Embora seja considerado seguro em doses terapêuticas, o uso acima do limite recomendado pode provocar necrose hepática aguda, tornando-se uma das principais causas de falência hepática e transplante de fígado em todo o mundo. Nos Estados Unidos, é a principal causa de insuficiência hepática aguda.
A toxicidade ocorre porque o excesso de paracetamol satura as vias normais de metabolização no fígado, levando à formação e acúmulo do metabólito tóxico NAPQI (N-acetil-p-benzoquinona imina), que causa lesão oxidativa e morte das células hepáticas. Além do comprometimento hepático, a intoxicação também pode afetar os rins, resultando em insuficiência renal.
Cerca de metade dos casos são não intencionais, frequentemente relacionados à ingestão simultânea de diversos produtos que contêm paracetamol ou à interpretação incorreta das doses recomendadas.

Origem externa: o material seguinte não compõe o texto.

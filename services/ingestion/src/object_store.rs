//! Object storage abstraction for ingested archives.
//!
//! The service talks to storage only through [`ObjectStore`]. Production uses
//! the S3 implementation in [`crate::s3_store`]; [`MemoryObjectStore`] backs
//! tests and local runs without a bucket.

use async_trait::async_trait;
use bytes::{Bytes, BytesMut};
use futures::stream::{BoxStream, StreamExt};
use sha2::{Digest, Sha256};
use std::collections::{BTreeMap, HashMap, HashSet};
use std::sync::RwLock;
use std::time::Duration;
use thiserror::Error;

/// Streaming object body
pub type ObjectBody = BoxStream<'static, Result<Bytes, StorageError>>;

/// Errors raised by an object store
#[derive(Error, Debug)]
pub enum StorageError {
    #[error("Object not found: {0}")]
    NotFound(String),

    #[error("Access denied: {0}")]
    Forbidden(String),

    #[error("Source stream failed: {0}")]
    Source(String),

    #[error("Storage provider error: {0}")]
    Provider(String),
}

impl StorageError {
    /// True when the object is absent or hidden from us
    pub fn is_missing(&self) -> bool {
        matches!(self, StorageError::NotFound(_) | StorageError::Forbidden(_))
    }
}

/// Result of a HEAD request
#[derive(Debug, Clone, PartialEq)]
pub struct ObjectMeta {
    pub content_type: String,
    pub content_length: u64,
    pub etag: String,
}

/// Options attached to every write
#[derive(Debug, Clone)]
pub struct PutOptions {
    /// MIME type stored with the object
    pub content_type: String,
    /// Owning user, written as the `userId` tag
    pub owner_id: String,
    /// KMS key for server-side encryption
    pub kms_key_id: Option<String>,
}

impl PutOptions {
    pub fn zip(owner_id: impl Into<String>, kms_key_id: Option<String>) -> Self {
        Self {
            content_type: ZIP_CONTENT_TYPE.to_string(),
            owner_id: owner_id.into(),
            kms_key_id,
        }
    }

    /// S3 tagging query string, `userId=<url-encoded id>`
    pub fn tagging(&self) -> String {
        let encoded: String = url::form_urlencoded::byte_serialize(self.owner_id.as_bytes()).collect();
        format!("userId={}", encoded)
    }

    /// Headers a client must echo when uploading through a presigned URL
    pub fn required_headers(&self) -> BTreeMap<String, String> {
        let mut headers = BTreeMap::new();
        headers.insert("Content-Type".to_string(), self.content_type.clone());
        if let Some(ref key_id) = self.kms_key_id {
            headers.insert(
                "x-amz-server-side-encryption".to_string(),
                "aws:kms".to_string(),
            );
            headers.insert(
                "x-amz-server-side-encryption-aws-kms-key-id".to_string(),
                key_id.clone(),
            );
        }
        headers
    }
}

/// Result of a completed write
#[derive(Debug, Clone)]
pub struct PutOutcome {
    pub bucket: String,
    pub key: String,
    pub etag: Option<String>,
    /// Number of parts used (1 for a single PUT)
    pub parts: usize,
}

/// Presigned request handed to a client
#[derive(Debug, Clone)]
pub struct PresignedRequest {
    pub url: String,
    pub headers: BTreeMap<String, String>,
    pub expires_in: Duration,
}

pub const ZIP_CONTENT_TYPE: &str = "application/zip";

#[async_trait]
pub trait ObjectStore: Send + Sync {
    /// Bucket all keys live in
    fn bucket(&self) -> &str;

    async fn head_object(&self, key: &str) -> Result<ObjectMeta, StorageError>;

    async fn get_object(&self, key: &str) -> Result<ObjectBody, StorageError>;

    /// Write a streamed body without holding it in memory
    async fn put_stream(
        &self,
        key: &str,
        options: &PutOptions,
        body: ObjectBody,
    ) -> Result<PutOutcome, StorageError>;

    async fn presign_put(
        &self,
        key: &str,
        options: &PutOptions,
        ttl: Duration,
    ) -> Result<PresignedRequest, StorageError>;

    async fn presign_get(&self, key: &str, ttl: Duration) -> Result<String, StorageError>;
}

/// Object key for an ingestion job's archive.
/// Format: ingestions/{user_id}/{job_id}.zip
pub fn ingestion_key(user_id: &str, job_id: &uuid::Uuid) -> String {
    format!(
        "ingestions/{}/{}.zip",
        sanitize_path_component(user_id),
        job_id
    )
}

/// Sanitize a path component to prevent path traversal
pub fn sanitize_path_component(component: &str) -> String {
    component
        .chars()
        .map(|c| match c {
            'a'..='z' | 'A'..='Z' | '0'..='9' | '-' | '_' => c,
            _ => '_',
        })
        .collect()
}

/// Stored object in [`MemoryObjectStore`]
#[derive(Debug, Clone)]
pub struct StoredObject {
    pub data: Bytes,
    pub content_type: String,
    pub tagging: String,
    pub kms_key_id: Option<String>,
    pub etag: String,
}

/// In-process object store
pub struct MemoryObjectStore {
    bucket: String,
    objects: RwLock<HashMap<String, StoredObject>>,
    denied: RwLock<HashSet<String>>,
}

impl MemoryObjectStore {
    pub fn new(bucket: impl Into<String>) -> Self {
        Self {
            bucket: bucket.into(),
            objects: RwLock::new(HashMap::new()),
            denied: RwLock::new(HashSet::new()),
        }
    }

    /// Place an object directly, as a client holding a presigned URL would
    pub fn insert(&self, key: &str, data: impl Into<Bytes>, options: &PutOptions) {
        let data = data.into();
        let object = StoredObject {
            etag: etag_for(&data),
            data,
            content_type: options.content_type.clone(),
            tagging: options.tagging(),
            kms_key_id: options.kms_key_id.clone(),
        };
        self.objects
            .write()
            .unwrap_or_else(|e| e.into_inner())
            .insert(key.to_string(), object);
    }

    pub fn object(&self, key: &str) -> Option<StoredObject> {
        self.objects
            .read()
            .unwrap_or_else(|e| e.into_inner())
            .get(key)
            .cloned()
    }

    /// Make every request for `key` fail with access denied
    pub fn deny(&self, key: &str) {
        self.denied
            .write()
            .unwrap_or_else(|e| e.into_inner())
            .insert(key.to_string());
    }

    fn check_access(&self, key: &str) -> Result<(), StorageError> {
        if self
            .denied
            .read()
            .unwrap_or_else(|e| e.into_inner())
            .contains(key)
        {
            return Err(StorageError::Forbidden(key.to_string()));
        }
        Ok(())
    }

    fn require(&self, key: &str) -> Result<StoredObject, StorageError> {
        self.check_access(key)?;
        self.object(key)
            .ok_or_else(|| StorageError::NotFound(key.to_string()))
    }
}

fn etag_for(data: &[u8]) -> String {
    let digest = hex::encode(Sha256::digest(data));
    format!("\"{}\"", &digest[..32])
}

#[async_trait]
impl ObjectStore for MemoryObjectStore {
    fn bucket(&self) -> &str {
        &self.bucket
    }

    async fn head_object(&self, key: &str) -> Result<ObjectMeta, StorageError> {
        let object = self.require(key)?;
        Ok(ObjectMeta {
            content_type: object.content_type,
            content_length: object.data.len() as u64,
            etag: object.etag,
        })
    }

    async fn get_object(&self, key: &str) -> Result<ObjectBody, StorageError> {
        let object = self.require(key)?;
        Ok(futures::stream::once(async move { Ok(object.data) }).boxed())
    }

    async fn put_stream(
        &self,
        key: &str,
        options: &PutOptions,
        mut body: ObjectBody,
    ) -> Result<PutOutcome, StorageError> {
        self.check_access(key)?;

        let mut buffer = BytesMut::new();
        while let Some(chunk) = body.next().await {
            buffer.extend_from_slice(&chunk?);
        }

        self.insert(key, buffer.freeze(), options);
        let etag = self.object(key).map(|o| o.etag);

        Ok(PutOutcome {
            bucket: self.bucket.clone(),
            key: key.to_string(),
            etag,
            parts: 1,
        })
    }

    async fn presign_put(
        &self,
        key: &str,
        options: &PutOptions,
        ttl: Duration,
    ) -> Result<PresignedRequest, StorageError> {
        self.check_access(key)?;
        Ok(PresignedRequest {
            url: format!(
                "memory://{}/{}?X-Amz-Expires={}",
                self.bucket,
                key,
                ttl.as_secs()
            ),
            headers: options.required_headers(),
            expires_in: ttl,
        })
    }

    async fn presign_get(&self, key: &str, ttl: Duration) -> Result<String, StorageError> {
        self.check_access(key)?;
        Ok(format!(
            "memory://{}/{}?X-Amz-Expires={}",
            self.bucket,
            key,
            ttl.as_secs()
        ))
    }
}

Quando reconhecida e tratada precocemente, especialmente com carvão ativado nas primeiras horas e N-acetilcisteína (NAC) até 8 horas após a ingestão, a taxa de mortalidade é baixa. No entanto, o atraso no diagnóstico e no início do tratamento pode levar à falência hepática fulminante.
Fisiopatologia da Intoxicação por Paracetamol
A intoxicação por paracetamol (acetaminofeno) ocorre quando a dose ingerida excede a capacidade do fígado de metabolizar o fármaco pelas vias normais. Após a ingestão, o paracetamol é rapidamente absorvido pelo trato gastrointestinal, atingindo níveis terapêuticos em 30 minutos a 2 horas, ou até 4 horas em casos de superdose.
Cerca de 90% do fármaco é metabolizado no fígado pelas enzimas sulfotransferase e UDP-glicuroniltransferase, originando metabólitos não tóxicos excretados na urina. Aproximadamente 8% é metabolizado pelo citocromo P450 (CYP2E1, CYP1A2 e CYP3A4), gerando o metabólito NAPQI (N-acetil-p-benzoquinona imina), altamente reativo e tóxico. Em doses normais, o NAPQI é neutralizado pela glutationa hepática, mas em superdoses ocorre saturação metabólica e depleção da glutationa, permitindo o acúmulo do NAPQI.
O metabólito tóxico liga-se covalentemente a proteínas mitocondriais, formando adutos NAPQI-proteína, o que desencadeia lesão oxidativa, perda da função mitocondrial e necrose hepatocelular centrolobular. Esses danos ativam processos secundários como peroxidação lipídica, liberação de radicais livres, citocinas inflamatórias e resposta imune mediada por DAMPs, agravando a destruição hepática.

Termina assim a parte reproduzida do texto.